So here's my thoughts: I am going to try the home pregnancy test on three does - one I know is pregnant, One not pregnant, and one I don't know. I will also try the progesterone tests on all three. And I will try the BioPryn test as a cattle test because it is cheaper and I am a cheapskate lol. And just for fun, I may also try some ole' fashioned pregnancy tests such as the bleach and urine fizz test, the pine sol test, and dandelion test. I'll view all the results. Whichever I like best, I'll continue to use.

Oh, and did anyone know you can draw blood from the tail of a goat. I thought it was usually done at the jugular. Glad to know I can use the tail, I'd hate to rupture the jugular not having done it before.


----------



## Stacykins (Mar 27, 2012)

mjgh06 said:


> a place to buy them individually instead of the ten at a time - http://www.alibaba.com/product-free/115771637/BOVIPREG.html The individual cost is about the same as the buy 10 cost.


That website says the Minimum Order Quantity is 100 Unit/Unit. So unless I am seeing the wrong thing, you have to order at least 100, you can't order them individually.


----------



## mjgh06 (Sep 4, 2012)

Stacykins said:


> That website says the Minimum Order Quantity is 100 Unit/Unit. So unless I am seeing the wrong thing, you have to order at least 100, you can't order them individually.

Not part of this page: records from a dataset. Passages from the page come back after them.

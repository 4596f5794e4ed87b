use crossbeam_utils::Backoff;
use std::sync::atomic::{AtomicBool, Ordering};

/// Test-and-set spin lock with yielding backoff.
///
/// Guards the map's writer path. Contended acquirers spin with PAUSE
/// hints, then yield to the OS; the hold times are short (one flush).
pub(crate) struct SpinLock {
    locked: AtomicBool,
}

impl SpinLock {
    pub(crate) const fn new() -> Self {
        Self {
            locked: AtomicBool::new(false),
        }
    }

    /// Attempt a single acquisition without waiting.
    #[inline]
    pub(crate) fn try_lock(&self) -> Option<SpinGuard<'_>> {
        if self
            .locked
            .compare_exchange(false, true, Ordering::Acquire, Ordering::Relaxed)
            .is_ok()
        {
            Some(SpinGuard { lock: self })
        } else {
            None
        }
    }

    /// Acquire, spinning until the current holder releases.
    pub(crate) fn lock(&self) -> SpinGuard<'_> {
        let backoff = Backoff::new();
        loop {
            if let Some(guard) = self.try_lock() {
                return guard;
            }
            backoff.snooze();
        }
    }
}

/// Releases the lock on drop.
pub(crate) struct SpinGuard<'a> {
    lock: &'a SpinLock,
}

impl Drop for SpinGuard<'_> {
    #[inline]
    fn drop(&mut self) {
        self.lock.locked.store(false, Ordering::Release);
    }
}

#[cfg(test)]
mod tests {
    use super::*;
    use std::sync::Arc;
    use std::thread;

    #[test]
    fn test_try_lock_excludes() {
        let lock = SpinLock::new();

        let guard = lock.try_lock().unwrap();
        assert!(lock.try_lock().is_none());
        drop(guard);
        assert!(lock.try_lock().is_some());
    }

    #[test]
    fn test_lock_serializes_increments() {
        struct Shared {
            lock: SpinLock,
            counter: std::cell::UnsafeCell<u64>,
        }
        unsafe impl Sync for Shared {}

        let shared = Arc::new(Shared {
            lock: SpinLock::new(),
            counter: std::cell::UnsafeCell::new(0),
        });

        let mut handles = vec![];
        for _ in 0..4 {
            let shared = Arc::clone(&shared);
            handles.push(thread::spawn(move || {
                for _ in 0..1_000 {
                    let _guard = shared.lock.lock();
                    // SAFETY: the lock is held.
                    unsafe { *shared.counter.get() += 1 };
                }
            }));
        }
        for handle in handles {
            handle.join().unwrap();
        }

        assert_eq!(unsafe { *shared.counter.get() }, 4_000);
    }
}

Thanks for catching that - I looked at the individual price listing and did not see the qty minimum. Went back researched found Preg O Vet - 4 tests for 25.00 http://www.knscanada.com/bio/hepatic_n_gi.php


----------



## Stacykins (Mar 27, 2012)

mjgh06 said:


> Thanks for catching that - I looked at the individual price listing and did not see the qty minimum. Went back researched found Preg O Vet - 4 tests for 25.00 http://www.knscanada.com/bio/hepatic_n_gi.php


The shipping and handling charge is $59.99 CAD, which is about 60.95 in USD. Bovipreg is cheaper, when shipping is factored in, since you get 10 tests for 70$ shipped, rather than 4 tests for $84ish.


----------



## mjgh06 (Sep 4, 2012)

WOW...Thanks. That's not on their page. I went to the Price list and it was only $25.00 S&H. As far as I knew CAD was very close to US $ like 1.00 = 1.02. But even at 4 for $50 it is still cheaper per test going Bovipreg.


----------



## Stacykins (Mar 27, 2012)

For some reason, when I went to check price by adding to cart, even though I selected "For U.S. and Canada" it gave me the international price. You're right, shipping to the U.S. is 25$ CAD.


----------



## Abra (Aug 11, 2012)

Once you do the testing, can you PLEASE please please share the results?
I would LOVE to know if there was a way to tell other than drawing blood.
I have NO idea, nor desire to draw blood from my girls!
I am personally terrified of needles, and I don't want to stick them with anything!


----------



## seren (Jan 28, 2012)

Abra said:


> Once you do the testing, can you PLEASE please please share the results?
> I would LOVE to know if there was a way to tell other than drawing blood.
> I have NO idea, nor desire to draw blood from my girls!
> I am personally terrified of needles, and I don't want to stick them with anything!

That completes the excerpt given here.